Questions still remain about the sudden death of the 19-year-old running back who collapsed in the weight room of the Athletic Facility on Jan. 17 during a routine workout. But while there is little to say about the cause of his death, there was no shortage of words at his memorial service Thursday at the Sun Dome.
An estimated 800 people showed up to pay their respects and remember the life of Dorsey, including family and friends from his hometown, Tallahassee. The football players, dressed in their green jerseys, filled the seats in the front of the Corral, some unable to look up during parts of the service.
About a dozen people gave testimonies about their memories of Dorsey, including former coaches and teammates, some of whom couldn’t fight back tears.
Jim Leavitt talked about his trips to Lincoln High School while recruiting Dorsey. Leavitt said he asked Dorsey what he really wanted, and his answer exemplified how several people described the young athlete.
“I want an opportunity to play Division-I football,” Dorsey had told him. “I want to come to South Florida, and I want to earn a degree.”
As a true freshman, Dorsey’s playing time was limited. When he was given the opportunity in USF’s season opener, he took the ball and ran straight to the end zone.
“People will forget what you said. People will forget what you did,” running back coach Carl Franks said. “They will never forget how you made them feel, and oh my goodness how Keeley made us feel. That 52-yard touchdown run – what exhilaration he brought to us.”
David Wilson, Dorsey’s coach at Lincoln, shared a memory of his former player from a couple years ago on Christmas morning. Wilson thought he heard his phone ring, but the noise he heard was a text message from Dorsey. The message stated: “Merry Christmas Coach. I love you.”
Wilson said he technologically didn’t know how to respond to the message, but when they went back to school he returned the love to Dorsey as they crossed paths in the hallway.
“He comes up, and I put him in a head lock, and I say, ‘Hey boy, I got your message on Christmas. That really made me feel good, and I want you to know I appreciate it,'” Wilson said. “And he looked at me and said ‘You know it, Coach.'”
Wilson concluded his eulogy by telling the hundreds of people in front of him to call their loved ones and tell them how they feel. Wilson also shared what he would say to Dorsey if he was still alive.
“Keeley, man, I love you. I’m proud of the young man that you are,” Wilson said. “I want you to know how honored I am that you played football for me at Lincoln High School. And I want you to know what a special person that I think you are.”
The handful of coaches who spoke at the service all delivered the message that Dorsey was a hard worker who really wanted to go far in life. But the speech of a teammate stood out the most.
Senior linebacker Patrick St. Louis, who was a team captain last season, captured the attention of everyone as he stepped up to the microphone alongside Ben Moffitt.

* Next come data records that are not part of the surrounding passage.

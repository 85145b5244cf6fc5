// src/models/result.rs

use serde::{Deserialize, Serialize};
use sqlx::FromRow;

/// Represents the 'exam_results' table in the database.
/// Written exactly once per attempt, inside the submission transaction.
#[derive(Debug, Clone, FromRow, Serialize, Deserialize)]
pub struct ExamResult {
    pub id: i64,

    pub exam_attempt_id: i64,

    pub exam_id: i64,

    pub student_id: i64,

    pub total_questions: i64,

    pub correct_answers: i64,

    pub skipped: i64,

    pub total_marks: i64,

    pub obtained_marks: i64,

    /// Percentage rounded to two decimal places.
    pub percentage: f64,

    pub is_passed: bool,

    /// Letter grade A..D or F.
    pub grade: String,

    pub graded_at: chrono::DateTime<chrono::Utc>,
}

/// One row of a teacher's leaderboard, ordered by marks then grading time.
#[derive(Debug, Serialize, FromRow)]
pub struct LeaderboardEntry {
    pub student_id: i64,
    pub first_name: String,
    pub last_name: String,
    pub login_code: String,
    pub academic_group_id: Option<i64>,
    pub obtained_marks: i64,
    pub total_marks: i64,
    pub percentage: f64,
    pub grade: String,
    pub is_passed: bool,
    pub graded_at: chrono::DateTime<chrono::Utc>,
}
// src/handlers/admin.rs

use axum::{
    Json,
    extract::{Path, State},
    http::StatusCode,
    response::IntoResponse,
};
use serde::Deserialize;
use serde_json::json;
use sqlx::SqlitePool;
use validator::Validate;

use crate::{
    error::AppError,
    models::{
        catalog::{CreateGroupRequest, CreateSubjectRequest},
        student::{CreateStudentRequest, CreateTeacherRequest},
        user::User,
    },
    utils::hash::hash_pin,
};

/// DTO for toggling an account on or off.
#[derive(Debug, Deserialize)]
pub struct SetActiveRequest {
    pub is_active: bool,
}

/// Lists all accounts.
/// Admin only.
pub async fn list_users(State(pool): State<SqlitePool>) -> Result<impl IntoResponse, AppError> {
    let users = sqlx::query_as::<_, User>(
        "SELECT id, login_code, role, pin_hash, is_active, last_login, created_at
         FROM users
         ORDER BY id DESC",
    )
    .fetch_all(&pool)
    .await
    .map_err(|e| {
        tracing::error!("Failed to list users: {:?}", e);
        AppError::InternalServerError(e.to_string())
    })?;

    Ok(Json(users))
}

/// Creates a student account together with its profile, atomically.
/// Admin only.
pub async fn create_student(
    State(pool): State<SqlitePool>,
    Json(payload): Json<CreateStudentRequest>,
) -> Result<impl IntoResponse, AppError> {
    if let Err(validation_errors) = payload.validate() {
        return Err(AppError::BadRequest(validation_errors.to_string()));
    }

    let group_exists =
        sqlx::query_scalar::<_, i64>("SELECT COUNT(*) FROM academic_groups WHERE id = ?")
            .bind(payload.academic_group_id)
            .fetch_one(&pool)
            .await?;
    if group_exists == 0 {
        return Err(AppError::BadRequest("Unknown academic group".to_string()));
    }

    let login_code = payload.login_code.trim().to_uppercase();
    let pin_hash = hash_pin(&payload.pin)?;

    let mut tx = pool.begin().await?;

    let user = sqlx::query(
        "INSERT INTO users (login_code, role, pin_hash) VALUES (?, 'student', ?)",
    )
    .bind(&login_code)
    .bind(&pin_hash)
    .execute(&mut *tx)
    .await
    .map_err(|e| super::unique_or_internal(e, format!("Login code '{login_code}' already exists")))?;
    let user_id = user.last_insert_rowid();

    let student = sqlx::query(
        "INSERT INTO students (user_id, first_name, last_name, academic_group_id)
         VALUES (?, ?, ?, ?)",
    )
    .bind(user_id)
    .bind(payload.first_name.trim())
    .bind(payload.last_name.trim())
    .bind(payload.academic_group_id)
    .execute(&mut *tx)
    .await?;

    tx.commit().await?;
    tracing::info!("Student account {} created", login_code);

    Ok((
        StatusCode::CREATED,
        Json(json!({
            "user_id": user_id,
            "student_id": student.last_insert_rowid(),
            "login_code": login_code
        })),
    ))
}

/// Creates a teacher account together with its profile, atomically.
/// Admin only.
pub async fn create_teacher(
    State(pool): State<SqlitePool>,
    Json(payload): Json<CreateTeacherRequest>,
) -> Result<impl IntoResponse, AppError> {
    if let Err(validation_errors) = payload.validate() {
        return Err(AppError::BadRequest(validation_errors.to_string()));
    }

    let login_code = payload.login_code.trim().to_uppercase();
    let pin_hash = hash_pin(&payload.pin)?;

    let mut tx = pool.begin().await?;

    let user = sqlx::query(
        "INSERT INTO users (login_code, role, pin_hash) VALUES (?, 'teacher', ?)",
    )
    .bind(&login_code)
    .bind(&pin_hash)
    .execute(&mut *tx)
    .await
    .map_err(|e| super::unique_or_internal(e, format!("Login code '{login_code}' already exists")))?;
    let user_id = user.last_insert_rowid();

    let teacher = sqlx::query(
        "INSERT INTO teachers (user_id, first_name, last_name) VALUES (?, ?, ?)",
    )
    .bind(user_id)
    .bind(payload.first_name.trim())
    .bind(payload.last_name.trim())
    .execute(&mut *tx)
    .await?;

    tx.commit().await?;
    tracing::info!("Teacher account {} created", login_code);

    Ok((
        StatusCode::CREATED,
        Json(json!({
            "user_id": user_id,
            "teacher_id": teacher.last_insert_rowid(),
            "login_code": login_code
        })),
    ))
}

/// Creates an academic group.
/// Admin only.
pub async fn create_group(
    State(pool): State<SqlitePool>,
    Json(payload): Json<CreateGroupRequest>,
) -> Result<impl IntoResponse, AppError> {
    if let Err(validation_errors) = payload.validate() {
        return Err(AppError::BadRequest(validation_errors.to_string()));
    }

    let code = payload.code.trim().to_uppercase();
    let inserted = sqlx::query("INSERT INTO academic_groups (code, name) VALUES (?, ?)")
        .bind(&code)
        .bind(payload.name.trim())
        .execute(&pool)
        .await
        .map_err(|e| super::unique_or_internal(e, format!("Group code '{code}' already exists")))?;

    Ok((
        StatusCode::CREATED,
        Json(json!({ "id": inserted.last_insert_rowid(), "code": code })),
    ))
}

/// Creates a subject.
/// Admin only.
pub async fn create_subject(
    State(pool): State<SqlitePool>,
    Json(payload): Json<CreateSubjectRequest>,
) -> Result<impl IntoResponse, AppError> {
    if let Err(validation_errors) = payload.validate() {
        return Err(AppError::BadRequest(validation_errors.to_string()));
    }

    let code = payload.code.trim().to_uppercase();
    let inserted = sqlx::query("INSERT INTO subjects (code, name) VALUES (?, ?)")
        .bind(&code)
        .bind(payload.name.trim())
        .execute(&pool)
        .await
        .map_err(|e| super::unique_or_internal(e, format!("Subject code '{code}' already exists")))?;

    Ok((
        StatusCode::CREATED,
        Json(json!({ "id": inserted.last_insert_rowid(), "code": code })),
    ))
}

/// Enables or disables an account. A disabled account cannot log in;
/// tokens already issued keep working until they expire.
/// Admin only.
pub async fn set_user_active(
    State(pool): State<SqlitePool>,
    Path(id): Path<i64>,
    Json(payload): Json<SetActiveRequest>,
) -> Result<impl IntoResponse, AppError> {
    let updated = sqlx::query("UPDATE users SET is_active = ? WHERE id = ?")
        .bind(payload.is_active)
        .bind(id)
        .execute(&pool)
        .await?;

    if updated.rows_affected() == 0 {
        return Err(AppError::NotFound("User not found".to_string()));
    }

    tracing::info!(
        "User {} {}",
        id,
        if payload.is_active { "enabled" } else { "disabled" }
    );
    Ok(Json(json!({ "success": true, "is_active": payload.is_active })))
}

“I’m going to say what I have to say from my heart. I want all the football players right now to stand up. Right now, all of y’all, stand up,” St. Louis yelled. “I want you to look at each other and tell each other that you love them. Right now, tell them you love them.”
St. Louis’ words sparked handshakes and hugs among a team of players not holding back their emotions, many still sitting cried.
After the service many of the football players quickly left. But just as he was always the last player to leave the field after games last season, Amarri Jackson stuck around to talk about the teammate and friend he lost.
Jackson smiled while talking about the time he and Dorsey missed the team bus to the hotel before their game against Syracuse and about the time Dorsey took him line dancing.
Jackson said he’s sure the Bulls will wear either stickers on their helmets or patches on their jerseys next season to remember Dorsey, but either way, he plans on the team wearing shirts with Dorsey’s face on them while doing pre-game warm-ups.
“We know he’s going to always watch over us, and we know he’s going to always be a USF Bull,” Jackson said. “And when we step out on that field we’re going to represent each other, but we’re also going represent No. 10. And we can’t ever forget that No. 10 ran out of the tunnel with us every game last year.”